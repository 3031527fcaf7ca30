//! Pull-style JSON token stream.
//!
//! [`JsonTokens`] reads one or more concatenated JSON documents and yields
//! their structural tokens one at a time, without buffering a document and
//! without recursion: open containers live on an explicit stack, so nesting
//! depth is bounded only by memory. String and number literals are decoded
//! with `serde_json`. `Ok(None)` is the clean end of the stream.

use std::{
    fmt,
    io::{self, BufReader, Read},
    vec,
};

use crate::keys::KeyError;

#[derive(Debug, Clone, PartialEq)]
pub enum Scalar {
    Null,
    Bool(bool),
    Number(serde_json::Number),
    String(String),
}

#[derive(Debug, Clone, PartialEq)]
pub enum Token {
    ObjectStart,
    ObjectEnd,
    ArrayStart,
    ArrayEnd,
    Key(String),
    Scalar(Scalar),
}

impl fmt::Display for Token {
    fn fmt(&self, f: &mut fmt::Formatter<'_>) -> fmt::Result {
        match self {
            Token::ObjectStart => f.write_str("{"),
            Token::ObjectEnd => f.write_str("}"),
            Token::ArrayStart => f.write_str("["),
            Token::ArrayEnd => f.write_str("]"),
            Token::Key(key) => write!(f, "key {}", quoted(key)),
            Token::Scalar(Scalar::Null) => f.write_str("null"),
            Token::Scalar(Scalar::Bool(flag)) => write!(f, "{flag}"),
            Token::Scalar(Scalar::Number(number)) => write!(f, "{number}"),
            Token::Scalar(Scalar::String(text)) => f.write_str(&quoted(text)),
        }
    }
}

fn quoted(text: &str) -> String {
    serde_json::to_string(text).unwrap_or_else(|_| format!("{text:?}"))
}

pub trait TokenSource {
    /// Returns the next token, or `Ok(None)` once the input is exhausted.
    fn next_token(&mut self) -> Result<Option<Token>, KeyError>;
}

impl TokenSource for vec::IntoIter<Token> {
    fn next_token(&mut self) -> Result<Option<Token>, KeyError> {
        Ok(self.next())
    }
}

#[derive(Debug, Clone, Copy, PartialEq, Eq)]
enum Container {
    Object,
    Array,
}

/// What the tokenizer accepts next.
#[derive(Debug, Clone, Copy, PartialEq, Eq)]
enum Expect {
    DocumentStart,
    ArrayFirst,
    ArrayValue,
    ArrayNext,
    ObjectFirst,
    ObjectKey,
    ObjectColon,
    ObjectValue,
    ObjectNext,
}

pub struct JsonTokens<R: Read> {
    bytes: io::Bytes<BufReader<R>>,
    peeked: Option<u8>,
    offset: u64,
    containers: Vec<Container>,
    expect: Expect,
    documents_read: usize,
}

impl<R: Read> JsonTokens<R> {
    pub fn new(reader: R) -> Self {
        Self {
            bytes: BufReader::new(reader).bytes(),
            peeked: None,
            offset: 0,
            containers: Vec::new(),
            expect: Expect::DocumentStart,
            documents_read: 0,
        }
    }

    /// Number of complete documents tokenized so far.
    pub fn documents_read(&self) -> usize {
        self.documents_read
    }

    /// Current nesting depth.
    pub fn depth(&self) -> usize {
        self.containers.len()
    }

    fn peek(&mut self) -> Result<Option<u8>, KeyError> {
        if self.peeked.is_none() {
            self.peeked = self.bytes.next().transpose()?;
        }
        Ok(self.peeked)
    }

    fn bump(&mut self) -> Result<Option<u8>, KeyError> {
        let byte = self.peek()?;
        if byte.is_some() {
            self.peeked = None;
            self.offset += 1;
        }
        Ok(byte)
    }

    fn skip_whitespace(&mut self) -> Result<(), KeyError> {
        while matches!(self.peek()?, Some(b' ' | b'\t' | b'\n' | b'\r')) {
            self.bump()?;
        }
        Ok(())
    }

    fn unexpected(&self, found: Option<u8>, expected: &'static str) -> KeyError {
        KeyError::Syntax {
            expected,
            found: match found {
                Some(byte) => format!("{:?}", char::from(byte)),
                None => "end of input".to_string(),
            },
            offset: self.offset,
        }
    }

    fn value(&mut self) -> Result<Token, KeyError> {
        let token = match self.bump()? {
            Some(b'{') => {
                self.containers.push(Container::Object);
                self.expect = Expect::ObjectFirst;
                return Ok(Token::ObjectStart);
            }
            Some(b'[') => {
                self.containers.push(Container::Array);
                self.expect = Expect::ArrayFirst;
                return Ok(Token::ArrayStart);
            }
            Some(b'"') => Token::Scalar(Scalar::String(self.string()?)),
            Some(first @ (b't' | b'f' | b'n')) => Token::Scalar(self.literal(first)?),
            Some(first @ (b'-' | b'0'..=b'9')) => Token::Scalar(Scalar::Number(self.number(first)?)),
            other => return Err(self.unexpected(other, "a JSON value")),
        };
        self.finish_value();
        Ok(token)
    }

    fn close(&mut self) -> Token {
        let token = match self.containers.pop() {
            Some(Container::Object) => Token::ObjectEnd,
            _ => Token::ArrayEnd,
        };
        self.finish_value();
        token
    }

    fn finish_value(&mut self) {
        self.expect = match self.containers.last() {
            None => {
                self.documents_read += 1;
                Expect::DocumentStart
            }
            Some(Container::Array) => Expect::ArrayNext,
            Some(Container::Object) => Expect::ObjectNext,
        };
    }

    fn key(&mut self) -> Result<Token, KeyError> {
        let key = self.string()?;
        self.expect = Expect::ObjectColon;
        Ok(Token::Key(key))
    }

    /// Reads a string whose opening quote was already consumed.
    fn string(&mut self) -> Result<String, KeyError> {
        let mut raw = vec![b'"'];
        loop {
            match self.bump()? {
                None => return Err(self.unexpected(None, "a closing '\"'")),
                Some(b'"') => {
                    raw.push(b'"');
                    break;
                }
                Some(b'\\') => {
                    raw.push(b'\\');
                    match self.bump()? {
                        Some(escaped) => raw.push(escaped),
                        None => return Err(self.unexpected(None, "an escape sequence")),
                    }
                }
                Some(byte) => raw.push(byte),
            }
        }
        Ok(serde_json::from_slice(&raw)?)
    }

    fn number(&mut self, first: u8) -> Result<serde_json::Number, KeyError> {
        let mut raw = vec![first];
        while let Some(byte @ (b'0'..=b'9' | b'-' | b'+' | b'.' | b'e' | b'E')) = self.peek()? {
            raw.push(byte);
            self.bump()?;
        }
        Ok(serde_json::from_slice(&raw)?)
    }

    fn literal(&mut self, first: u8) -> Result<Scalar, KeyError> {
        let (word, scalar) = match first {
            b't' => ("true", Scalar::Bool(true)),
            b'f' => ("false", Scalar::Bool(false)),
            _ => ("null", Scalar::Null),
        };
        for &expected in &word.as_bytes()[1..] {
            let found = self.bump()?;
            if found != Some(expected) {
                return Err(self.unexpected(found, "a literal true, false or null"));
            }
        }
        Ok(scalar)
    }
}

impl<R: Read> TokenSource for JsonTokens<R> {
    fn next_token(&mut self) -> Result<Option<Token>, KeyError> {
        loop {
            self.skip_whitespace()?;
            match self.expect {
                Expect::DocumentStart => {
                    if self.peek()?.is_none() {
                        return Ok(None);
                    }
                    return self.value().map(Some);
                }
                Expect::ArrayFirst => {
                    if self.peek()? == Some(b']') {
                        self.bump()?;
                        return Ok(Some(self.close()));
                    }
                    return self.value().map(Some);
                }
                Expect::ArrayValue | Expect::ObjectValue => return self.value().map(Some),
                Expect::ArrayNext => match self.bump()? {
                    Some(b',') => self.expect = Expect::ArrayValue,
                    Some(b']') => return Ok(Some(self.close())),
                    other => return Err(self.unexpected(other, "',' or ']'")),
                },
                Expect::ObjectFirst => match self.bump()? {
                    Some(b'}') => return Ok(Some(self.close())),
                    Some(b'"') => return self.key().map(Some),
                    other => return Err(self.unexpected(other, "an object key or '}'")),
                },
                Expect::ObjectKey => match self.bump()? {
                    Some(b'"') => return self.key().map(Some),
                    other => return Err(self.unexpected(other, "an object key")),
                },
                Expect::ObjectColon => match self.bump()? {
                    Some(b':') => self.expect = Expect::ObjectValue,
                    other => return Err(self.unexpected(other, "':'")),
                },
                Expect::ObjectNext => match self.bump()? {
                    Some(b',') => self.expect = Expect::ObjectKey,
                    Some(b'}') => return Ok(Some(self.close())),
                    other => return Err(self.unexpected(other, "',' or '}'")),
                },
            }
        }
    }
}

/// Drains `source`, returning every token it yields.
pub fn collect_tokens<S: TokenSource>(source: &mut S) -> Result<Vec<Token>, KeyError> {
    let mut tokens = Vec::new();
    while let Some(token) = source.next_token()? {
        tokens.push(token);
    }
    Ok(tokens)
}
+++++
Exercise description
Copy out every line of the material above that mentions the word "ObjectKey".

Result of this task
    ObjectKey,
                Expect::ObjectKey => match self.bump()? {
                    Some(b',') => self.expect = Expect::ObjectKey,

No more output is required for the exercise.